• [Task brief] Reproduce every line in the listing that contains the word "cost".

[Data records Boundary: Start]

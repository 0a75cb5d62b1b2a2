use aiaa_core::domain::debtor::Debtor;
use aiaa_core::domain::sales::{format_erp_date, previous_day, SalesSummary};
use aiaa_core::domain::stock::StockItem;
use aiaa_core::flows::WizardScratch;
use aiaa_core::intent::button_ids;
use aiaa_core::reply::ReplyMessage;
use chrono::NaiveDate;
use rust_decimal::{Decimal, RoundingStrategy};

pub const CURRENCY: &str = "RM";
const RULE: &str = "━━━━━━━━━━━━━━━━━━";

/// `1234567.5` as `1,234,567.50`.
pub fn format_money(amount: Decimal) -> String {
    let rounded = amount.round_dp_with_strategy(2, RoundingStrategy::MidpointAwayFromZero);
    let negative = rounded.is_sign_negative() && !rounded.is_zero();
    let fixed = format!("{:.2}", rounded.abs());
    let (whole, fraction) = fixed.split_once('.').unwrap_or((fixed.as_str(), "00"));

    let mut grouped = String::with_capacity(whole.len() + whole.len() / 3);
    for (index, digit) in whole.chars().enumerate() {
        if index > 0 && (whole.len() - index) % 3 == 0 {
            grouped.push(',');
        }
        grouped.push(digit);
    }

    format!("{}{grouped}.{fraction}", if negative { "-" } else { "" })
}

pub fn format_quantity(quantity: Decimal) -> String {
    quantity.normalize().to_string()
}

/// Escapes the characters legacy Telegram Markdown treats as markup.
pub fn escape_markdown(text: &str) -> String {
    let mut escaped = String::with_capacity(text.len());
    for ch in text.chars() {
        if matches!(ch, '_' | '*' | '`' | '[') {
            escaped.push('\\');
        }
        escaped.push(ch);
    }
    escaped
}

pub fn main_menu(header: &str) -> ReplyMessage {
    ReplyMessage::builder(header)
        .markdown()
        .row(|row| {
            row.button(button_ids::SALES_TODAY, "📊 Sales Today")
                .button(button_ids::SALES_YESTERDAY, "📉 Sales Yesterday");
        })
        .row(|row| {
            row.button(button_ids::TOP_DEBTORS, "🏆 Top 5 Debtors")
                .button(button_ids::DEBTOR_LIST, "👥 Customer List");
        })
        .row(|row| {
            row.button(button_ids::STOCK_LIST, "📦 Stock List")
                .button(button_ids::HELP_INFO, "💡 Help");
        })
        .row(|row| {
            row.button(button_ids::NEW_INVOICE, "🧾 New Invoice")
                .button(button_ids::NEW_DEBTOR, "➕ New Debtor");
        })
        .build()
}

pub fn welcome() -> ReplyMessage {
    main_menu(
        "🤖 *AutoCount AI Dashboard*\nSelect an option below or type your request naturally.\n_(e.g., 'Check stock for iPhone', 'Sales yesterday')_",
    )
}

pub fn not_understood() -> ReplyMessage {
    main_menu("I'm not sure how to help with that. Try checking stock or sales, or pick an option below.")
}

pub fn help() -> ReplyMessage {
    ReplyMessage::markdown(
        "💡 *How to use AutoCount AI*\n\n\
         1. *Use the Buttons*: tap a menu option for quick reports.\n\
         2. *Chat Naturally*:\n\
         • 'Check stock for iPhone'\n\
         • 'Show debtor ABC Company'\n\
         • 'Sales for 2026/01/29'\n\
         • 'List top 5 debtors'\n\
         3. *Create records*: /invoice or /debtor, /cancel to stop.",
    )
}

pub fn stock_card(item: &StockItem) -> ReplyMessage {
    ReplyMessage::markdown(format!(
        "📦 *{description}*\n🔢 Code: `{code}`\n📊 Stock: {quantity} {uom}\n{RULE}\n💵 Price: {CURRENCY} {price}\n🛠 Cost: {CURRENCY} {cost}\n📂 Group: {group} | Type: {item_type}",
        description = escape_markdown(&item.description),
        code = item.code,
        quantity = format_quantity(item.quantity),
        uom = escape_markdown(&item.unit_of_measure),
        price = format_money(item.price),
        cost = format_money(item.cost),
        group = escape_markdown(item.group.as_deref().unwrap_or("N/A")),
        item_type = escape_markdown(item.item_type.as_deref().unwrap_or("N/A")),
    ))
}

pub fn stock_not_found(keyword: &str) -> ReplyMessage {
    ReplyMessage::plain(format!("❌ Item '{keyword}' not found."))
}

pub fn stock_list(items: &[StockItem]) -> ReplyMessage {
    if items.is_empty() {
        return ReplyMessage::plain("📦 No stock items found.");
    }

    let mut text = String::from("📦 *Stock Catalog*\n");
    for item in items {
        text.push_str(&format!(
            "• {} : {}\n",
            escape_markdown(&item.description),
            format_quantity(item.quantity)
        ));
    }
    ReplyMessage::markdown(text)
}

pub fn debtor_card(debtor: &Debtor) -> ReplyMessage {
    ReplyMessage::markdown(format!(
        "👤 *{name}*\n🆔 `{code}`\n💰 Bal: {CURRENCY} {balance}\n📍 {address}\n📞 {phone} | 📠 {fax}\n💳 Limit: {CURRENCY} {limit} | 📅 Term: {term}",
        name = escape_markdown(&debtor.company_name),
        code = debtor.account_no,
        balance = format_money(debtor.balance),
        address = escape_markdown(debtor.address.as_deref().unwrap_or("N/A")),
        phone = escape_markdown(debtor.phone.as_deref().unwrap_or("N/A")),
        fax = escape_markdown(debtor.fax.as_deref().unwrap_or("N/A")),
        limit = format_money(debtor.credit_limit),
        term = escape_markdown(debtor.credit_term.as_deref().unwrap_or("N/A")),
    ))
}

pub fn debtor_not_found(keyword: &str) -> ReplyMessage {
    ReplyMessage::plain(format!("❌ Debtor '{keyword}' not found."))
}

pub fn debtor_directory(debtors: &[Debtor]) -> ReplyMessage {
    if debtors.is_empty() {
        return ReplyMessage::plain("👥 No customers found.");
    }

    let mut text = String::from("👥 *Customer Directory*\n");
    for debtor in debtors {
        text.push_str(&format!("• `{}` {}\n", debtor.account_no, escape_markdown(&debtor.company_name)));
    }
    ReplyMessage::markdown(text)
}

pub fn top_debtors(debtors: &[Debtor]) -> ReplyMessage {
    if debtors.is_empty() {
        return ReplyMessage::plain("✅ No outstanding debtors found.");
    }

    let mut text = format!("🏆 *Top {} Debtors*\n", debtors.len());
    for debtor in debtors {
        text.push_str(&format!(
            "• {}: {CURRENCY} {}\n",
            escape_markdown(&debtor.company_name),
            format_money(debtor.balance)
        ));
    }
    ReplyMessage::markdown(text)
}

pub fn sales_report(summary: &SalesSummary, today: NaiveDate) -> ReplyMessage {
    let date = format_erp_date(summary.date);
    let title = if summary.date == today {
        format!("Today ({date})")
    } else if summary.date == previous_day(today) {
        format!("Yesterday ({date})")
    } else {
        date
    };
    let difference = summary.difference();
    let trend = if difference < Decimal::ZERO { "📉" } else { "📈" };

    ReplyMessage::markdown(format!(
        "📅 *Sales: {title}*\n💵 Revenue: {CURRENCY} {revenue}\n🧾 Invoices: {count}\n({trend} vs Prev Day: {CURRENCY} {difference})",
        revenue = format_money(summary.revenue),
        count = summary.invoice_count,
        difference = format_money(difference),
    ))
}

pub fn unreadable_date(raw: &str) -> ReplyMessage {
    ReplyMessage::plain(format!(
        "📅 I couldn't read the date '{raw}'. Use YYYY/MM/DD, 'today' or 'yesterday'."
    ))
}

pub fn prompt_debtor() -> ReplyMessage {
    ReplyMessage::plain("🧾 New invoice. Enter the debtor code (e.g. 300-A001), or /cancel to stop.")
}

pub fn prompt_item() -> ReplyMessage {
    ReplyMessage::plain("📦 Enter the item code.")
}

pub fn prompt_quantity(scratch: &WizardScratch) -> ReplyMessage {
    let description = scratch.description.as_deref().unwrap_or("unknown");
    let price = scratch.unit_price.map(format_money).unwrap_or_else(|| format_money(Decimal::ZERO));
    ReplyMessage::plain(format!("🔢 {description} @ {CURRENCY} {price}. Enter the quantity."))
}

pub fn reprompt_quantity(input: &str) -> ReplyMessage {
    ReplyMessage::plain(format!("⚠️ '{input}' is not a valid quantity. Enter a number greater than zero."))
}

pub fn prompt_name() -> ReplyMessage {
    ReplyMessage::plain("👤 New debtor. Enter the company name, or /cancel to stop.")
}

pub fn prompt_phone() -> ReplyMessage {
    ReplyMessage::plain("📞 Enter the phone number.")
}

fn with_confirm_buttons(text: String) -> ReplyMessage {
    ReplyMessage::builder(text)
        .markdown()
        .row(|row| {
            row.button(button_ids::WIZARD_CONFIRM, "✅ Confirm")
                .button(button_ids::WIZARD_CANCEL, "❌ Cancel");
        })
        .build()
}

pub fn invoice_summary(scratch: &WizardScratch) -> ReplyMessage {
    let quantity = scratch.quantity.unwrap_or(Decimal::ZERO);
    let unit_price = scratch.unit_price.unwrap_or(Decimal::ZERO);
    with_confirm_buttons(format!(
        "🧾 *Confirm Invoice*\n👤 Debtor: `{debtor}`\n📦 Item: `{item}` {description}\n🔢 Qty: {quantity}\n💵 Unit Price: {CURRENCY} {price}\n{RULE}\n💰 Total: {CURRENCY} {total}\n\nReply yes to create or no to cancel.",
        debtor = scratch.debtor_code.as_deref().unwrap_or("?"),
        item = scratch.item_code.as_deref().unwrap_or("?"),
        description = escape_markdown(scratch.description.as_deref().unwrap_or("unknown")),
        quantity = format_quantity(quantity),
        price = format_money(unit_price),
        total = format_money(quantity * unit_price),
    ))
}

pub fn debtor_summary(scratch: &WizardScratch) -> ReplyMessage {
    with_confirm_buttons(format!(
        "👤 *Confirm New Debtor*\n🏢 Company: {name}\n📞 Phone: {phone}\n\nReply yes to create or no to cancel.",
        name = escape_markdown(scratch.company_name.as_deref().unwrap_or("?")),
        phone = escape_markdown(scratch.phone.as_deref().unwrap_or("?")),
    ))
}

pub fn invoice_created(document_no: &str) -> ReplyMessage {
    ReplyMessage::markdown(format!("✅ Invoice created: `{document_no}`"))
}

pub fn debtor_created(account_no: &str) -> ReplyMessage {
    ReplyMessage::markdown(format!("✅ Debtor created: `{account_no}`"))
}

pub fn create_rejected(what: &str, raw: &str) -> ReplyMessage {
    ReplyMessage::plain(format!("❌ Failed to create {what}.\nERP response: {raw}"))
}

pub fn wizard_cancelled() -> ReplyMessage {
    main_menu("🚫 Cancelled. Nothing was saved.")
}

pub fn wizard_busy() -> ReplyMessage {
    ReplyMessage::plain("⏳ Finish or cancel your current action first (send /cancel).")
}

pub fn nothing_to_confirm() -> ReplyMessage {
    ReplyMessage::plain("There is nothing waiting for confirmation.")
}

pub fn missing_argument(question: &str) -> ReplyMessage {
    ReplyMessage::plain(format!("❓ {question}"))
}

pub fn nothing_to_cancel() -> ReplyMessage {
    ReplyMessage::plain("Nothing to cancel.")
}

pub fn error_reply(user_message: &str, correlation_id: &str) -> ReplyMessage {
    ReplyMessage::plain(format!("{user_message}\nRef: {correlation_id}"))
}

[Data records Boundary: End]

• [Exercise solution]
        "📦 *{description}*\n🔢 Code: `{code}`\n📊 Stock: {quantity} {uom}\n{RULE}\n💵 Price: {CURRENCY} {price}\n🛠 Cost: {CURRENCY} {cost}\n📂 Group: {group} | Type: {item_type}",
        cost = format_money(item.cost),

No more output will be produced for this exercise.